START Information

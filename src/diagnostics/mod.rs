//! Failure classification and remediation hints.
//!
//! Failure text from the result store is unstructured, so classification is
//! an ordered table of [`FailureRule`]s:
//!
//! - The first rule that matches *and* describes the text supplies the
//!   analysis. Advisory rules (suite hints) describe nothing and never win.
//! - Suggestions are cumulative: every matching rule contributes, in table
//!   order.
//! - No match yields the verbatim fallback analysis and no suggestions.
//!
//! Everything here is a pure function of the input text.

mod rules;

pub use rules::{
    DataCorruptedRule, InvalidEnumValueRule, MissingKeyRule, SuiteHint, SuiteHintRule,
    TypeMismatchRule,
};

use serde::Serialize;
use std::fmt;
use tracing::debug;

/// Diagnostic category of a failure.
#[derive(Debug, Clone, Copy, PartialEq, Eq, Hash, Serialize)]
#[serde(rename_all = "snake_case")]
pub enum FailureCategory {
    MissingKey,
    InvalidEnumValue,
    DataCorrupted,
    TypeMismatch,
    SuiteHint,
    Unclassified,
}

impl FailureCategory {
    #[must_use]
    pub const fn as_str(&self) -> &'static str {
        match self {
            Self::MissingKey => "missing_key",
            Self::InvalidEnumValue => "invalid_enum_value",
            Self::DataCorrupted => "data_corrupted",
            Self::TypeMismatch => "type_mismatch",
            Self::SuiteHint => "suite_hint",
            Self::Unclassified => "unclassified",
        }
    }
}

impl fmt::Display for FailureCategory {
    fn fmt(&self, f: &mut fmt::Formatter<'_>) -> fmt::Result {
        f.write_str(self.as_str())
    }
}

/// One entry of the classification table.
pub trait FailureRule: Send + Sync {
    /// Short stable name, used in logs.
    fn name(&self) -> &str;

    fn category(&self) -> FailureCategory;

    fn matches(&self, text: &str) -> bool;

    /// Analysis text, or `None` for advisory rules.
    fn describe(&self, text: &str) -> Option<String>;

    fn suggest(&self, text: &str) -> Vec<String>;
}

/// Category plus human-readable analysis.
#[derive(Debug, Clone, PartialEq, Eq, Serialize)]
pub struct Classification {
    pub category: FailureCategory,
    pub analysis: String,
}

/// Full diagnostic output for one failure text.
#[derive(Debug, Clone, PartialEq, Eq, Serialize)]
pub struct FailureReport {
    pub category: FailureCategory,
    pub analysis: String,
    pub suggestions: Vec<String>,
}

/// Ordered rule table.
pub struct DiagnosticsEngine {
    rules: Vec<Box<dyn FailureRule>>,
}

impl Default for DiagnosticsEngine {
    fn default() -> Self {
        Self::new()
    }
}

impl fmt::Debug for DiagnosticsEngine {
    fn fmt(&self, f: &mut fmt::Formatter<'_>) -> fmt::Result {
        f.debug_list()
            .entries(self.rules.iter().map(|rule| rule.name()))
            .finish()
    }
}

impl DiagnosticsEngine {
    /// Engine with the built-in decoding rules.
    #[must_use]
    pub fn new() -> Self {
        Self {
            rules: vec![
                Box::new(MissingKeyRule),
                Box::new(InvalidEnumValueRule),
                Box::new(DataCorruptedRule),
                Box::new(TypeMismatchRule),
            ],
        }
    }

    /// Engine with the built-in rules plus one advisory rule per suite hint.
    #[must_use]
    pub fn with_suite_hints(hints: &[SuiteHint]) -> Self {
        let mut engine = Self::new();
        for hint in hints {
            engine.push_rule(Box::new(SuiteHintRule::new(hint.clone())));
        }
        engine
    }

    /// Engine with exactly the given rules, in order.
    #[must_use]
    pub fn from_rules(rules: Vec<Box<dyn FailureRule>>) -> Self {
        Self { rules }
    }

    /// Append a rule after the existing ones.
    pub fn push_rule(&mut self, rule: Box<dyn FailureRule>) {
        self.rules.push(rule);
    }

    #[must_use]
    pub fn rule_count(&self) -> usize {
        self.rules.len()
    }

    /// Classify failure text; the first describing rule wins.
    #[must_use]
    pub fn classify(&self, text: &str) -> Classification {
        for rule in &self.rules {
            if !rule.matches(text) {
                continue;
            }
            if let Some(analysis) = rule.describe(text) {
                debug!(rule = rule.name(), "failure classified");
                return Classification {
                    category: rule.category(),
                    analysis,
                };
            }
        }

        Classification {
            category: FailureCategory::Unclassified,
            analysis: format!("Test failed with error: {text}"),
        }
    }

    /// Collect suggestions from every matching rule, in table order.
    #[must_use]
    pub fn suggest(&self, text: &str) -> Vec<String> {
        self.rules
            .iter()
            .filter(|rule| rule.matches(text))
            .flat_map(|rule| rule.suggest(text))
            .collect()
    }

    /// Classification and suggestions together.
    #[must_use]
    pub fn analyze(&self, text: &str) -> FailureReport {
        let Classification { category, analysis } = self.classify(text);
        FailureReport {
            category,
            analysis,
            suggestions: self.suggest(text),
        }
    }
}
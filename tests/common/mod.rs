#![allow(dead_code)]

use assert_cmd::Command;
use std::fs;
use std::path::Path;
use std::sync::Once;
use std::time::Instant;
use tempfile::TempDir;
use tracing::info;

static INIT: Once = Once::new();

pub fn init_test_logging() {
    INIT.call_once(|| {
        xcresult_triage::logging::init_test_logging();
    });
}

pub struct TestLogGuard {
    name: String,
    start: Instant,
}

impl TestLogGuard {
    fn new(name: &str) -> Self {
        init_test_logging();
        info!("{name}: starting");
        Self {
            name: name.to_string(),
            start: Instant::now(),
        }
    }
}

impl Drop for TestLogGuard {
    fn drop(&mut self) {
        info!(
            "{}: assertions passed (elapsed {:?})",
            self.name,
            self.start.elapsed()
        );
    }
}

pub fn test_log(name: &str) -> TestLogGuard {
    TestLogGuard::new(name)
}

pub const MISSING_KEY_FAILURE: &str = r#"LoginTests.swift:42: XCTAssertNoThrow failed: threw error "keyNotFound(CodingKeys(stringValue: \"userId\", intValue: nil), Swift.DecodingError.Context(codingPath: [], debugDescription: \"No value associated with key CodingKeys(stringValue: \\\"userId\\\", intValue: nil) (\\\"userId\\\").\", underlyingError: nil))""#;

/// Tests document: one unit bundle with three cases (2 pass, 1 fail) and a UI
/// bundle with one skipped case. Index order: testA, testB, testC, testD.
pub fn tests_json() -> String {
    serde_json::json!({
        "testNodes": [{
            "name": "AppTests",
            "nodeType": "Test Plan",
            "result": "Failed",
            "children": [
                {
                    "name": "AppUnitTests",
                    "nodeType": "Unit test bundle",
                    "result": "Failed",
                    "children": [{
                        "name": "LoginTests",
                        "nodeType": "Test Suite",
                        "result": "Failed",
                        "nodeIdentifier": "LoginTests",
                        "children": [
                            {
                                "name": "testA()",
                                "nodeType": "Test Case",
                                "result": "Passed",
                                "nodeIdentifier": "LoginTests/testA()",
                                "duration": "0.01s",
                                "durationInSeconds": 0.01
                            },
                            {
                                "name": "testB()",
                                "nodeType": "Test Case",
                                "result": "Passed",
                                "nodeIdentifier": "LoginTests/testB()",
                                "durationInSeconds": "0.02"
                            },
                            {
                                "name": "testC()",
                                "nodeType": "Test Case",
                                "result": "Failed",
                                "nodeIdentifier": "LoginTests/testC()",
                                "durationInSeconds": 1.234_567_890_123_4,
                                "children": [{
                                    "name": "keyNotFound",
                                    "nodeType": "Failure Message",
                                    "result": "Failed"
                                }]
                            }
                        ]
                    }]
                },
                {
                    "name": "AppUITests",
                    "nodeType": "UI test bundle",
                    "result": "Skipped",
                    "children": [{
                        "name": "testD()",
                        "nodeType": "Test Case",
                        "result": "Skipped",
                        "nodeIdentifier": "LaunchTests/testD()"
                    }]
                }
            ]
        }]
    })
    .to_string()
}

pub fn summary_json() -> String {
    serde_json::json!({
        "title": "Test - App",
        "result": "Failed",
        "totalTestCount": 4,
        "passedTests": 2,
        "failedTests": 1,
        "skippedTests": 1,
        "expectedFailures": 0,
        "startTime": 1_712_345_600.123_456_789_012_3,
        "finishTime": 1_712_345_725.5,
        "environmentDescription": "App · Built with macOS 14.4",
        "testFailures": [{
            "testName": "testC()",
            "targetName": "AppUnitTests",
            "failureText": MISSING_KEY_FAILURE,
            "testIdentifierString": "LoginTests/testC()"
        }]
    })
    .to_string()
}

pub const ACTIVITIES_JSON: &str = r#"{
    "testIdentifier": "LoginTests/testC()",
    "testRuns": [{
        "activities": [{
            "title": "Start Test at 2024-04-05 19:33:20.000",
            "startTime": 100,
            "childActivities": [{
                "title": "Decode user payload",
                "startTime": 105,
                "isAssociatedWithFailure": true
            }]
        }]
    }]
}"#;

pub const CONSOLE_JSON: &str = r#"[{"timestamp": 106.25, "content": "decoder error", "kind": "testFailure"}]"#;

/// An exported-JSON directory with both primary documents.
pub struct ExportFixture {
    pub dir: TempDir,
}

impl ExportFixture {
    pub fn new() -> Self {
        let dir = TempDir::new().expect("tempdir");
        fs::write(dir.path().join("summary.json"), summary_json()).expect("write summary");
        fs::write(dir.path().join("tests.json"), tests_json()).expect("write tests");
        Self { dir }
    }

    /// Also write the timeline documents.
    pub fn with_timeline() -> Self {
        let fixture = Self::new();
        fixture.write("activities.json", ACTIVITIES_JSON);
        fixture.write("console.json", CONSOLE_JSON);
        fixture
    }

    pub fn write(&self, name: &str, body: &str) {
        fs::write(self.dir.path().join(name), body).expect("write fixture");
    }

    pub fn path(&self) -> &Path {
        self.dir.path()
    }
}

/// `xctriage` with a clean environment rooted at `cwd`.
pub fn xctriage(cwd: &Path) -> Command {
    let mut cmd = Command::new(assert_cmd::cargo::cargo_bin!("xctriage"));
    cmd.current_dir(cwd);
    cmd.env("NO_COLOR", "1");
    cmd.env("HOME", cwd);
    cmd.env_remove("RUST_LOG");
    cmd.env_remove("XCTRIAGE_XCRUN");
    cmd
}
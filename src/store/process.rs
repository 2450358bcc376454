//! Bounded child-process execution.

use crate::error::{Result, TriageError};
use std::io::{ErrorKind, Read};
use std::process::{Command, Stdio};
use std::thread::{self, JoinHandle};
use std::time::{Duration, Instant};
use tracing::{debug, trace};

const POLL_INTERVAL: Duration = Duration::from_millis(20);

fn drain<R: Read + Send + 'static>(mut pipe: R) -> JoinHandle<Vec<u8>> {
    thread::spawn(move || {
        let mut buf = Vec::new();
        let _ = pipe.read_to_end(&mut buf);
        buf
    })
}

fn join(handle: JoinHandle<Vec<u8>>) -> Result<Vec<u8>> {
    handle
        .join()
        .map_err(|_| TriageError::Other(anyhow::anyhow!("output reader thread panicked")))
}

/// Run `program args...` and return its stdout.
///
/// The child is killed once `timeout` elapses. Output pipes are drained on
/// reader threads so a chatty child never blocks on a full pipe.
///
/// # Errors
///
/// - `ToolNotFound` if the program cannot be launched
/// - `ToolTimeout` if the deadline passes first
/// - `ToolFailed` on a non-zero exit
pub fn run_with_timeout(program: &str, args: &[String], timeout: Duration) -> Result<String> {
    let command = format!("{program} {}", args.join(" "));
    debug!(%command, timeout_secs = timeout.as_secs(), "Running result-store tool");

    let mut child = Command::new(program)
        .args(args)
        .stdin(Stdio::null())
        .stdout(Stdio::piped())
        .stderr(Stdio::piped())
        .spawn()
        .map_err(|e| match e.kind() {
            ErrorKind::NotFound | ErrorKind::PermissionDenied => TriageError::ToolNotFound {
                program: program.to_string(),
            },
            _ => TriageError::Io(e),
        })?;

    let stdout = child.stdout.take().map(drain);
    let stderr = child.stderr.take().map(drain);

    let started_at = Instant::now();
    let status = loop {
        if let Some(status) = child.try_wait()? {
            break status;
        }
        if started_at.elapsed() >= timeout {
            let _ = child.kill();
            let _ = child.wait();
            // Readers are left detached: a grandchild may still hold the pipes.
            return Err(TriageError::ToolTimeout {
                command,
                timeout_secs: timeout.as_secs(),
            });
        }
        thread::sleep(POLL_INTERVAL);
    };

    let stdout = stdout.map(join).transpose()?.unwrap_or_default();
    let stderr = stderr.map(join).transpose()?.unwrap_or_default();
    trace!(
        elapsed_ms = started_at.elapsed().as_millis(),
        bytes = stdout.len(),
        "Result-store tool finished"
    );

    if !status.success() {
        return Err(TriageError::ToolFailed {
            command,
            exit_code: status.code(),
            stderr: String::from_utf8_lossy(&stderr).trim().to_string(),
        });
    }

    Ok(String::from_utf8_lossy(&stdout).into_owned())
}
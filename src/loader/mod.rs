//! Document loading for result-store JSON.
//!
//! The result-store tool emits timestamps with more fractional digits than a
//! strict decoder is happy with, so raw text is normalized before decoding:
//! any numeric literal with ten or more fractional digits is rounded to six.
//! Both primary documents are decoded before a [`ResultDocument`] exists, so
//! a half-built tree is never exposed to the resolver.

use crate::error::{Result, TriageError};
use crate::model::{TestResults, TestResultsSummary};
use crate::store::ResultStore;
use regex::Regex;
use serde::de::DeserializeOwned;
use std::borrow::Cow;
use std::sync::LazyLock;
use tracing::{debug, info};

/// Fractional digits kept when rounding overly precise literals.
pub const NORMALIZED_FRACTION_DIGITS: usize = 6;

/// A JSON string literal, or a number with ten or more fractional digits.
/// Strings are matched only so they can be skipped.
static STRING_OR_PRECISE_FLOAT: LazyLock<Regex> = LazyLock::new(|| {
    Regex::new(r#""(?:[^"\\]|\\.)*"|-?\d+\.\d{10,}"#).expect("float precision pattern is valid")
});

/// Round numeric literals with ten or more fractional digits to six digits.
///
/// Digits inside string values are left as they are. Text without such
/// literals is returned borrowed and unchanged.
#[must_use]
pub fn normalize_float_precision(raw: &str) -> Cow<'_, str> {
    let mut normalized = String::new();
    let mut copied_to = 0;

    for token in STRING_OR_PRECISE_FLOAT.find_iter(raw) {
        if token.as_str().starts_with('"') {
            continue;
        }
        let Ok(value) = token.as_str().parse::<f64>() else {
            continue;
        };
        normalized.push_str(&raw[copied_to..token.start()]);
        normalized.push_str(&format!("{value:.prec$}", prec = NORMALIZED_FRACTION_DIGITS));
        copied_to = token.end();
    }

    if copied_to == 0 {
        return Cow::Borrowed(raw);
    }
    normalized.push_str(&raw[copied_to..]);
    Cow::Owned(normalized)
}

/// Normalize and decode one named document.
pub(crate) fn decode<T: DeserializeOwned>(document: &str, raw: &str) -> Result<T> {
    let normalized = normalize_float_precision(raw);
    if let Cow::Owned(_) = normalized {
        debug!(document, "normalized overly precise float literals");
    }
    serde_json::from_str(&normalized).map_err(|e| TriageError::malformed(document, e))
}

/// Decode the summary document.
///
/// # Errors
///
/// Returns `MalformedDocument` if the JSON does not decode.
pub fn parse_summary(raw: &str) -> Result<TestResultsSummary> {
    decode("summary", raw)
}

/// Decode the tests document.
///
/// # Errors
///
/// Returns `MalformedDocument` if the JSON does not decode.
pub fn parse_tests(raw: &str) -> Result<TestResults> {
    decode("tests", raw)
}

/// The two primary documents of one analysis session.
#[derive(Debug, Clone)]
pub struct ResultDocument {
    pub summary: TestResultsSummary,
    pub tests: TestResults,
}

impl ResultDocument {
    /// Decode both primary documents from raw JSON text.
    ///
    /// # Errors
    ///
    /// Returns `MalformedDocument` naming whichever document failed.
    pub fn from_json(summary_raw: &str, tests_raw: &str) -> Result<Self> {
        let summary = parse_summary(summary_raw)?;
        let tests = parse_tests(tests_raw)?;
        Ok(Self { summary, tests })
    }

    /// Fetch and decode both primary documents from a result store.
    ///
    /// # Errors
    ///
    /// Any tool or decoding failure is fatal for the whole query.
    pub fn load(store: &dyn ResultStore) -> Result<Self> {
        let summary_raw = store.summary_json()?;
        let tests_raw = store.tests_json()?;
        let document = Self::from_json(&summary_raw, &tests_raw)?;
        info!(
            roots = document.tests.test_nodes.len(),
            failures = document.summary.test_failures.len(),
            "Loaded result documents"
        );
        Ok(document)
    }
}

END Information

**What the task asks**
Copy out the lines of the data where the word "matching" can be found.

**Result of this task**
//! - Suggestions are cumulative: every matching rule contributes, in table
    /// Collect suggestions from every matching rule, in table order.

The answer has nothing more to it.